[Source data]
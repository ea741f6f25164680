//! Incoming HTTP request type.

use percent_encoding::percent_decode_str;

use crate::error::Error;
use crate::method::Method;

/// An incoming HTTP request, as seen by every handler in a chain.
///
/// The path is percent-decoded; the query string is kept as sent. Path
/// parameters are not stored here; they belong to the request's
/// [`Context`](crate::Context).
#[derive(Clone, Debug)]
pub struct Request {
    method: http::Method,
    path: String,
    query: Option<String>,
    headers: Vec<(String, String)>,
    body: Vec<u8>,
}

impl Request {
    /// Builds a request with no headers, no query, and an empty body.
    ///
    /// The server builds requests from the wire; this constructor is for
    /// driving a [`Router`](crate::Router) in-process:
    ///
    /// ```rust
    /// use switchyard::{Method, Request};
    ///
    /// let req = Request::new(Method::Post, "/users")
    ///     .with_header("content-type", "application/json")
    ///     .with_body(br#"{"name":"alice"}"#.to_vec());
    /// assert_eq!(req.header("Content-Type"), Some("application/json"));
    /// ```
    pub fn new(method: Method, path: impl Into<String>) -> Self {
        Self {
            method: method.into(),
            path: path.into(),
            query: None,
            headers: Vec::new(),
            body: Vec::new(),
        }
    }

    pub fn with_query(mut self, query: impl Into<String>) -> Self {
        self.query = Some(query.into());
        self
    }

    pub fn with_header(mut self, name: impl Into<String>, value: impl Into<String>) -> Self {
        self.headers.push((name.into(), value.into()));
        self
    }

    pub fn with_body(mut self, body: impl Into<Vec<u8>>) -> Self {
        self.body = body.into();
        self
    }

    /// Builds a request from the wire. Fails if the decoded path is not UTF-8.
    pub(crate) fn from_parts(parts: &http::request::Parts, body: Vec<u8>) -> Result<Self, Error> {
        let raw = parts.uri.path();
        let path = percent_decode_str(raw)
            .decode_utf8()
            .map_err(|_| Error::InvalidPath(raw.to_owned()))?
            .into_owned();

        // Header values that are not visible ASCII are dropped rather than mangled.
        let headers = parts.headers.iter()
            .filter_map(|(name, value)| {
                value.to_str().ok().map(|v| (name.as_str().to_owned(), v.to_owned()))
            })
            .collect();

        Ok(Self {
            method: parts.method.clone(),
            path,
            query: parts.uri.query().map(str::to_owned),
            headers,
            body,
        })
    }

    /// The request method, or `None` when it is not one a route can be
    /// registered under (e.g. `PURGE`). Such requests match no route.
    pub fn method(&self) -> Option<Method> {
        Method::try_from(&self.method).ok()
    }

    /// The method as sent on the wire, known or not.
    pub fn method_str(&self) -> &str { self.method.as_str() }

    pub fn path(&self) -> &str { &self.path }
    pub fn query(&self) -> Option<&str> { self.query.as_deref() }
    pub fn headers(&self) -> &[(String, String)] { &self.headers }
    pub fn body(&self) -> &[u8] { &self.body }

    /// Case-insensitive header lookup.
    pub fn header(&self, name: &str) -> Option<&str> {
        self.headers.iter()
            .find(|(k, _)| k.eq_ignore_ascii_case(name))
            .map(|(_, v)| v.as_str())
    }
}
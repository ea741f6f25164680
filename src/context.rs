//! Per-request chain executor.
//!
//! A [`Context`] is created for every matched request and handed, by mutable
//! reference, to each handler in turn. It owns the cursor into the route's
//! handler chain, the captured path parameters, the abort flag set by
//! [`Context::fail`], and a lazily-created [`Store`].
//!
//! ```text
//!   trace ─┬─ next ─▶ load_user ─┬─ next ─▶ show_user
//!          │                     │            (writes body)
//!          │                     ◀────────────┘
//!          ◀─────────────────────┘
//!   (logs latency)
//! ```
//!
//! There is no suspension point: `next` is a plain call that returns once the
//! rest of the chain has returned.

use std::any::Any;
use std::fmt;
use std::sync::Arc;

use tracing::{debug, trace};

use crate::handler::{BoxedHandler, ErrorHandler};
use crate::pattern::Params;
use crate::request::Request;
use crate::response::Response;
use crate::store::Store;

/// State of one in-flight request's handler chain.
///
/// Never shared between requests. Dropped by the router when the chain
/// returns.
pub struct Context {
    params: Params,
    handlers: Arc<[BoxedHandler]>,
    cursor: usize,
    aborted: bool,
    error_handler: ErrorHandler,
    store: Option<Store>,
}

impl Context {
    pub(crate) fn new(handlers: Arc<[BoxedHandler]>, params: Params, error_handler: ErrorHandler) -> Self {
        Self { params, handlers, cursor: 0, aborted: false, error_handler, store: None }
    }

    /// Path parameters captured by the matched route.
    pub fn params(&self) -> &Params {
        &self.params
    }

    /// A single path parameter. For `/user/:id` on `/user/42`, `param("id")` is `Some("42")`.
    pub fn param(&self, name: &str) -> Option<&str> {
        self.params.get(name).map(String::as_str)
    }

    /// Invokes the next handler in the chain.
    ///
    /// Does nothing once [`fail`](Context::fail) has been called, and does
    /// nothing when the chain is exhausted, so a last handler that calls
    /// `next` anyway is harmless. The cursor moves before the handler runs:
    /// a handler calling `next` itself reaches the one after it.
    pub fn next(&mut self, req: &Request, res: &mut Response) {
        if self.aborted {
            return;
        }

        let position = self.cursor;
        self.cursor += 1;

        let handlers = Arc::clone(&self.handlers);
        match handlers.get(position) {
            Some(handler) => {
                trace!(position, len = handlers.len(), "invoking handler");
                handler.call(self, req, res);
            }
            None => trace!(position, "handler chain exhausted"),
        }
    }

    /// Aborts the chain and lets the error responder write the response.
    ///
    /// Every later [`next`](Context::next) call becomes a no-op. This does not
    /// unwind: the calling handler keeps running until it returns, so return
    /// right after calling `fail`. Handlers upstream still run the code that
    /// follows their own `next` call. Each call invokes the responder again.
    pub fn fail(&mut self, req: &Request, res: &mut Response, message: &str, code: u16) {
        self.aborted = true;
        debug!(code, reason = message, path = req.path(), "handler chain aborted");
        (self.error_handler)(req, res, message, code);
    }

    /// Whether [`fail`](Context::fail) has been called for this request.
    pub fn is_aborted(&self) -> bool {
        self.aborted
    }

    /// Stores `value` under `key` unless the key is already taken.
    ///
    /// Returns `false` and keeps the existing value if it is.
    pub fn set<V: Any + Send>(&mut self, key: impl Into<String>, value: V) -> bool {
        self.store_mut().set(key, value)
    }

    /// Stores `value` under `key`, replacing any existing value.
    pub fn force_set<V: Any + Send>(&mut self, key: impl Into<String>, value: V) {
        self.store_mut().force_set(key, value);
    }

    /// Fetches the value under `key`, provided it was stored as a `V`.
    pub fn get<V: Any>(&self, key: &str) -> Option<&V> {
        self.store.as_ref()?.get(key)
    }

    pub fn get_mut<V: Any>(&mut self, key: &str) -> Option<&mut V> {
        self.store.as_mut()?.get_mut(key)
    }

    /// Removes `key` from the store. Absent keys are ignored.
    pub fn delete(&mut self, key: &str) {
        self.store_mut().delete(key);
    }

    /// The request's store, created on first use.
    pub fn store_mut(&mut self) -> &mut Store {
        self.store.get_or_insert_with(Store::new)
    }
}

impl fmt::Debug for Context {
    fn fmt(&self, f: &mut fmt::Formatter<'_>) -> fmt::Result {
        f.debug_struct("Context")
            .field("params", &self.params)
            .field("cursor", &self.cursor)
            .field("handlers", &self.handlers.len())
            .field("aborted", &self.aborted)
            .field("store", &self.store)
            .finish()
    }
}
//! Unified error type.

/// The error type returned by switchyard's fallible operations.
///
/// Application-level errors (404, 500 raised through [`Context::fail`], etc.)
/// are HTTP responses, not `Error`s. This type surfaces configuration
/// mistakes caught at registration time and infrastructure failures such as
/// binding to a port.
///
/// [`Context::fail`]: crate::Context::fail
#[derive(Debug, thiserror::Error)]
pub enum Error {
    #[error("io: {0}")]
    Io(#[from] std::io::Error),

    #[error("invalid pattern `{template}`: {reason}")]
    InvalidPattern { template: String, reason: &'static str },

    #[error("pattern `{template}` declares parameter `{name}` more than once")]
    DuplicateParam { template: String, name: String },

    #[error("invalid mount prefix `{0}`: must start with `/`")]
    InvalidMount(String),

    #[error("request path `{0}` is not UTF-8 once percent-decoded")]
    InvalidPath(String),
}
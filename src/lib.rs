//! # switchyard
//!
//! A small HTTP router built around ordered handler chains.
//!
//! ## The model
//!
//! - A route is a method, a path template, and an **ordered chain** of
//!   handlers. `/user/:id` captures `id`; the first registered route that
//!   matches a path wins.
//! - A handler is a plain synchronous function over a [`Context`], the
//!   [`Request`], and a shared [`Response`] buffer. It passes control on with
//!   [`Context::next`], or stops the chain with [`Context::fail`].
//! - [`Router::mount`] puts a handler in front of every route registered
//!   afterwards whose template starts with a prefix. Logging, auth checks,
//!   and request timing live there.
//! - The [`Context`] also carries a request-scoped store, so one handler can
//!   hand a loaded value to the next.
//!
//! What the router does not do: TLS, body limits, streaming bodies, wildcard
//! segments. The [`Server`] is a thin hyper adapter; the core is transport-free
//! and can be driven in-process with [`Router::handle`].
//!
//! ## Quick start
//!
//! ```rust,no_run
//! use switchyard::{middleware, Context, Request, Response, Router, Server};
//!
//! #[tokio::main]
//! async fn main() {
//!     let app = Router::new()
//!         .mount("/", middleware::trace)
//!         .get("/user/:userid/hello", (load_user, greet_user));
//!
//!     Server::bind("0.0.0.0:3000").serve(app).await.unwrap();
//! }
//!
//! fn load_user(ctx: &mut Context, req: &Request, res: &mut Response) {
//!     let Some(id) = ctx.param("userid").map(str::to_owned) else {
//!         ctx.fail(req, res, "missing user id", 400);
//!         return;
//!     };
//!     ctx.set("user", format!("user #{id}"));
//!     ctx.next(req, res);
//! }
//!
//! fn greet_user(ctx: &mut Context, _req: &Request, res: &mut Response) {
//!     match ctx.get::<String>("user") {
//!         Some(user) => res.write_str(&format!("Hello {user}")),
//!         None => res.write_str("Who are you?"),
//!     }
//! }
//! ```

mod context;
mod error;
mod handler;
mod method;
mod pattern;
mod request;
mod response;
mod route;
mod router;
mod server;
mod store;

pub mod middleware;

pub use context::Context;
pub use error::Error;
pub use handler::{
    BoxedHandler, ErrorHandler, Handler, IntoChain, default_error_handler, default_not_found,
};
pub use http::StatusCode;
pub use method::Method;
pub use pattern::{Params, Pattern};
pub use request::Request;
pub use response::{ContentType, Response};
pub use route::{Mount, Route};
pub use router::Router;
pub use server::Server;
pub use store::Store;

» **Instructions for the task**: Search the records above for the string "position". Copy every line that contains it.

» **Your response**:
        let position = self.cursor;
        match handlers.get(position) {
                trace!(position, len = handlers.len(), "invoking handler");
            None => trace!(position, "handler chain exhausted"),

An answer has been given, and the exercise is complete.